Unfortunately this past Friday (April 19th), Instrumental ceased displaying up to the minute data for a period approaching 15 hours. Astute observers of the app and our Twitter account (@instrumentalapp) have likely noticed that this is the worst of a series of graph delays that have been occurring for the past month.
I’ll give a technical post mortem later in this message, but I want to underline the most important parts of these delays to you:
- Your data may not appear quickly, but it’s NEVER lost.
- The changes we made to fix last Friday’s problems should ensure we don’t see problems like we have in the past month.
- We’re going to do a better job communicating service information to you.
We’re currently working on a series of changes that should insure we don’t experience delays of this magnitude again, and that you don’t lack for up to date information again. We’ll also be working on better ways to communicate essential information regarding Instrumental’s current status, so that you never have to wonder if your app is down, or that Instrumental’s data is delayed.

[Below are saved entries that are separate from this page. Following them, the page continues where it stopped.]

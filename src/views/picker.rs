use iced::widget::{button, row, text, text_input};
use iced::{Alignment, Element};
use iced_aw::DatePicker;

use crate::structures::form::DisplayTime;
use crate::{App, Message, logic};

/// The date button plus the calendar overlay anchored to it. The button
/// label echoes the current selection, or a prompt when nothing is picked.
pub fn date_field<'a>(app: &'a App, show_picker: bool) -> Element<'a, Message> {
    let label = match app.form.date {
        Some(date) => format!(
            "{} {}",
            logic::format_date(date),
            logic::format_time(&app.form.display)
        ),
        None => String::from("Choose a date and time"),
    };

    let underlay = button(text(label))
        .on_press(Message::OpenDatePicker)
        .width(280);

    DatePicker::new(
        show_picker,
        app.picker_date(),
        underlay,
        Message::CancelDatePicker,
        Message::DateSelected,
    )
    .into()
}

/// Three colon-separated numeric inputs showing the zero-padded display
/// strings; every keystroke goes through the normalizer.
pub fn time_inputs<'a>(display: &'a DisplayTime) -> Element<'a, Message> {
    row![
        text_input("HH", &display.hour)
            .on_input(Message::HourChanged)
            .width(56),
        text(":"),
        text_input("MM", &display.minute)
            .on_input(Message::MinuteChanged)
            .width(56),
        text(":"),
        text_input("SS", &display.second)
            .on_input(Message::SecondChanged)
            .width(56),
    ]
    .spacing(6)
    .align_y(Alignment::Center)
    .into()
}
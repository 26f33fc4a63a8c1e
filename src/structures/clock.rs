use chrono::{DateTime, Utc};

/// Time source for the suggested-time fill. Swappable so tests can pin
/// the instant instead of reading the wall clock.
pub trait Clock {
    fn now_utc(&self) -> DateTime<Utc>;
}

#[derive(Debug, Clone, Copy, Default)]
pub struct SystemClock;

impl Clock for SystemClock {
    fn now_utc(&self) -> DateTime<Utc> {
        Utc::now()
    }
}
use iced::{
    Alignment, Element, Theme,
    widget::{button, column, row, text},
};

use datetime_picker::structures::fields::TimeField;
use datetime_picker::views::notice::{self, Notice};
use datetime_picker::views::picker;
use datetime_picker::{App, Message, logic};

pub fn main() -> iced::Result {
    let filter = tracing_subscriber::EnvFilter::try_from_default_env()
        .unwrap_or_else(|_| tracing_subscriber::EnvFilter::new("datetime_picker=info"));
    tracing_subscriber::fmt().with_env_filter(filter).init();

    iced::application(Gui::default, Gui::update, Gui::view)
        .theme(Theme::Dark)
        .centered()
        .run()
}

#[derive(Default)]
struct Gui {
    app: App,

    // View-only state: overlay visibility and the active notice.
    show_picker: bool,
    notice: Option<Notice>,
}

impl Gui {
    fn update(&mut self, message: Message) {
        match message {
            Message::OpenDatePicker => self.show_picker = true,
            Message::CancelDatePicker => self.show_picker = false,

            Message::DateSelected(date) => {
                self.show_picker = false;
                match logic::picker_date_to_naive(date) {
                    Ok(d) => self.app.select_date(Some(d)),
                    Err(e) => tracing::warn!(error = %e, "calendar produced an invalid date"),
                }
            }

            Message::HourChanged(s) => self.app.set_time_field(TimeField::Hour, &s),
            Message::MinuteChanged(s) => self.app.set_time_field(TimeField::Minute, &s),
            Message::SecondChanged(s) => self.app.set_time_field(TimeField::Second, &s),

            Message::Submit => {
                self.notice = Some(match self.app.submit() {
                    Ok(submission) => Notice::Confirmation(submission),
                    Err(errors) => Notice::Validation(errors),
                });
            }

            Message::Clear => {
                self.app.clear();
                self.notice = None;
            }

            Message::DismissNotice => self.notice = None,
        }
    }

    fn view(&self) -> Element<'_, Message> {
        let controls = row![
            picker::date_field(&self.app, self.show_picker),
            picker::time_inputs(&self.app.form.display),
            button("Submit").on_press_maybe(self.app.can_submit().then_some(Message::Submit)),
            button("Clear").on_press_maybe(self.app.can_clear().then_some(Message::Clear)),
        ]
        .spacing(12)
        .align_y(Alignment::Center);

        let mut page = column![text("DateTime"), controls].padding(16).spacing(16);

        if let Some(n) = &self.notice {
            page = page.push(notice::view(n));
        }

        page.into()
    }
}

This past month’s unpredictable data delays we hope to have behind us soon. Internally we still have more work to do to ensure an even more reliable future, but we’ve removed the weak parts of our infrastructure that were the primary cause of the delay.

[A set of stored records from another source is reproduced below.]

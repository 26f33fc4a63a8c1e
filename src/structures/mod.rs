pub mod clock;
pub mod fields;
pub mod form;
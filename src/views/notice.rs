use iced::widget::{button, column, container, text};
use iced::{Border, Element, Length};

use crate::structures::form::FieldError;
use crate::{
    Message, Submission, error_color, label_color, panel_bg, panel_border, success_color,
};

/// Transient acknowledgment shown under the form, the stand-in for a toast.
#[derive(Debug, Clone)]
pub enum Notice {
    Confirmation(Submission),
    Validation(Vec<FieldError>),
}

pub fn view<'a>(notice: &'a Notice) -> Element<'a, Message> {
    let (title, accent, body) = match notice {
        Notice::Confirmation(submission) => (
            "You submitted the following values:",
            success_color(),
            submission.to_string(),
        ),
        Notice::Validation(errors) => (
            "Please fix the following fields:",
            error_color(),
            errors
                .iter()
                .map(|e| e.to_string())
                .collect::<Vec<_>>()
                .join("\n"),
        ),
    };

    container(
        column![
            text(title).color(accent),
            text(body).color(label_color()),
            button(text("Dismiss")).on_press(Message::DismissNotice),
        ]
        .spacing(8),
    )
    .padding(12)
    .width(Length::Fill)
    .style(move |_theme| container::Style {
        background: Some(panel_bg().into()),
        border: Border {
            color: panel_border(),
            width: 1.0,
            radius: 8.0.into(),
        },
        ..container::Style::default()
    })
    .into()
}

If you have questions about what happened, or need to address concerns, please email us at firstname.lastname@example.org. We want to make sure you understand exactly what happened, and know that you can expect more reliable behavior in the future.
April 19th Technical Post-Mortem
Background: Instrumental’s data is persisted in two places:
- A MongoDB replica set previously hosted on Linode
- A series of flat files archived in S3
Writing to either of these two data stores is done by queueing the write documents (collections of metric updates), then having separate processes commit them to the database or S3. Typically we’ve seen Mongo writes using our particular configuration to take roughly 10ms, with little variation. As of March 22nd, 2013, we’ve seen that number begin to vary wildly, with batches of 100 writes taking anywhere from 1s to 10s.
Description: Around 6 AM EST, our Mongo replica set encountered an unknown event while one of the read members was performing an overnight compaction that caused our primary member to fail. The other members of the set failed to elect a new primary member, causing all Mongo writes to fail. Our incoming SQS queue had grown to 20,000 documents (each usually containing from 100-2000 writes to the Mongo database) by 8 AM EST. During this period, a new replica member was forced to become the primary member so the Mongo database could begin accepting writes again. It was at this time that we observed that our MongoDB write times had begun to vary wildly, and we could not predict a time when the entire queue could be consumed by the new primary member.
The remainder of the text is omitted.